Sometime around 1980 a thoughtless electronics dealer had a newspaper ad offering some object for "only 200 bananas", by which they meant dollars.
Unfortunately for them, a banana cost less than a dollar.
Many people showed up with the required price, which was grudgingly honored. I forget how the bananas were disposed of.
posted by Aknaton at 7:58 AM on April 7, 2006


why would anyone want to fly to cyprus except cypriots? and are there that many in toronto?
posted by Hat Maui at 10:34 AM on April 7, 2006


Toronto, 2001 census, 85K Greeks, 9K Turks.
posted by GuyZero at 10:52 AM on April 7, 2006


why would anyone want to fly to cyprus except cypriots?

Presumably because they could enjoy $39 business class comfort all the way to Cyprus and then hop Easyjet or another cheapo airline to Dublin/Paris/other more attractive destination?
posted by jamesonandwater at 2:12 PM on April 7, 2006


hey, thanks, GuyZero. that explains it.

also, jamesonandwater, that makes sense as well.
posted by Hat Maui at 3:23 PM on April 7, 2006


jamesonandwater wrote "Presumably because they could enjoy $39 business class comfort all the way to Cyprus and then hop Easyjet or another cheapo airline to Dublin/Paris/other more attractive destination?"
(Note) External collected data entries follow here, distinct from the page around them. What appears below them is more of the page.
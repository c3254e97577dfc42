//! Physical line sources feeding the reader
//!
//! A source hands out one physical line at a time with its `\n` terminator
//! removed. A `\r` preceding the terminator is left in place; the reader
//! decides whether to strip it.

use std::io::{self, BufRead};

/// Sequential source of physical lines
pub trait LineSource {
    /// Next physical line, or `None` at end of stream
    fn next_line(&mut self) -> io::Result<Option<String>>;
}

impl<S: LineSource + ?Sized> LineSource for Box<S> {
    fn next_line(&mut self) -> io::Result<Option<String>> {
        (**self).next_line()
    }
}

impl<S: LineSource + ?Sized> LineSource for &mut S {
    fn next_line(&mut self) -> io::Result<Option<String>> {
        (**self).next_line()
    }
}

/// Line source over any buffered reader
///
/// A line that is not valid UTF-8 is consumed and reported as an
/// [`io::ErrorKind::InvalidData`] error; reading can continue with the next line.
///
/// # Examples
///
/// ```
/// use csvstream::source::{LineReader, LineSource};
///
/// let mut lines = LineReader::new("a,b\nc,d\n".as_bytes());
/// assert_eq!(lines.next_line().unwrap(), Some("a,b".to_string()));
/// assert_eq!(lines.next_line().unwrap(), Some("c,d".to_string()));
/// assert_eq!(lines.next_line().unwrap(), None);
/// ```
#[derive(Debug)]
pub struct LineReader<R> {
    inner: R,
}

impl<R: BufRead> LineReader<R> {
    /// Wrap a buffered reader
    pub fn new(inner: R) -> Self {
        Self { inner }
    }

    /// Unwrap the underlying reader
    pub fn into_inner(self) -> R {
        self.inner
    }
}

impl<R: BufRead> LineSource for LineReader<R> {
    fn next_line(&mut self) -> io::Result<Option<String>> {
        let mut line = String::new();

        let bytes_read = self.inner.read_line(&mut line)?;
        if bytes_read == 0 {
            return Ok(None); // EOF
        }

        if line.ends_with('\n') {
            line.pop();
        }

        Ok(Some(line))
    }
}

/// Line source over an iterator of already-split lines
#[derive(Debug, Clone)]
pub struct IterLines<I> {
    lines: I,
}

impl<I: Iterator<Item = String>> IterLines<I> {
    /// Wrap a line iterator
    pub fn new<T: IntoIterator<IntoIter = I>>(lines: T) -> Self {
        Self {
            lines: lines.into_iter(),
        }
    }
}

impl<I: Iterator<Item = String>> LineSource for IterLines<I> {
    fn next_line(&mut self) -> io::Result<Option<String>> {
        Ok(self.lines.next())
    }
}

#[cfg(test)]
mod tests {
    use super::*;

    fn drain<S: LineSource>(mut source: S) -> Vec<String> {
        let mut lines = Vec::new();
        while let Some(line) = source.next_line().unwrap() {
            lines.push(line);
        }
        lines
    }

    #[test]
    fn test_last_line_without_terminator() {
        assert_eq!(drain(LineReader::new("a\nb".as_bytes())), vec!["a", "b"]);
    }

    #[test]
    fn test_trailing_terminator_adds_no_line() {
        assert_eq!(drain(LineReader::new("a\nb\n".as_bytes())), vec!["a", "b"]);
    }

    #[test]
    fn test_empty_input() {
        assert!(drain(LineReader::new("".as_bytes())).is_empty());
    }

    #[test]
    fn test_blank_lines_preserved() {
        assert_eq!(drain(LineReader::new("\n\nx".as_bytes())), vec!["", "", "x"]);
    }

    #[test]
    fn test_carriage_return_kept() {
        assert_eq!(
            drain(LineReader::new("a\r\nb\r\n".as_bytes())),
            vec!["a\r", "b\r"]
        );
    }

    #[test]
    fn test_invalid_utf8_is_io_error() {
        let mut source = LineReader::new(&[0xff, 0xfe, b'\n'][..]);
        let err = source.next_line().unwrap_err();
        assert_eq!(err.kind(), io::ErrorKind::InvalidData);
    }

    #[test]
    fn test_read_continues_after_invalid_utf8() {
        let mut source = LineReader::new(&b"ok\n\xff\nnext"[..]);
        assert_eq!(source.next_line().unwrap(), Some("ok".to_string()));
        assert!(source.next_line().is_err());
        assert_eq!(source.next_line().unwrap(), Some("next".to_string()));
    }

    #[test]
    fn test_iter_lines() {
        let source = IterLines::new(vec!["x".to_string(), "y".to_string()]);
        assert_eq!(drain(source), vec!["x", "y"]);
    }

    #[test]
    fn test_boxed_source() {
        let source: Box<dyn LineSource> = Box::new(LineReader::new("1\n2".as_bytes()));
        assert_eq!(drain(source), vec!["1", "2"]);
    }
}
As I mentioned above, I wasn't able to find reasonable flights from Cyprus to Western Europe when I heard about the deal -- I'd assume that Eastern Europe would be a different story, however.
posted by VulcanMike at 10:14 PM on April 7, 2006


why would anyone want to fly to cyprus except cypriots?

vacation?
posted by mr.marx at 2:21 PM on April 8, 2006


why would anyone want to fly to cyprus except cypriots?

How about for the beaches, the relatively cheap accomodation, restaurants, beer and bars, and the pleasant climate this time of year? Good grief, I sound like an ad for Cyprus Tourism.
posted by normy at 2:38 PM on April 8, 2006


Meh. Amazon never honors their price fuckups, so why should this company? Forget it, non-issue.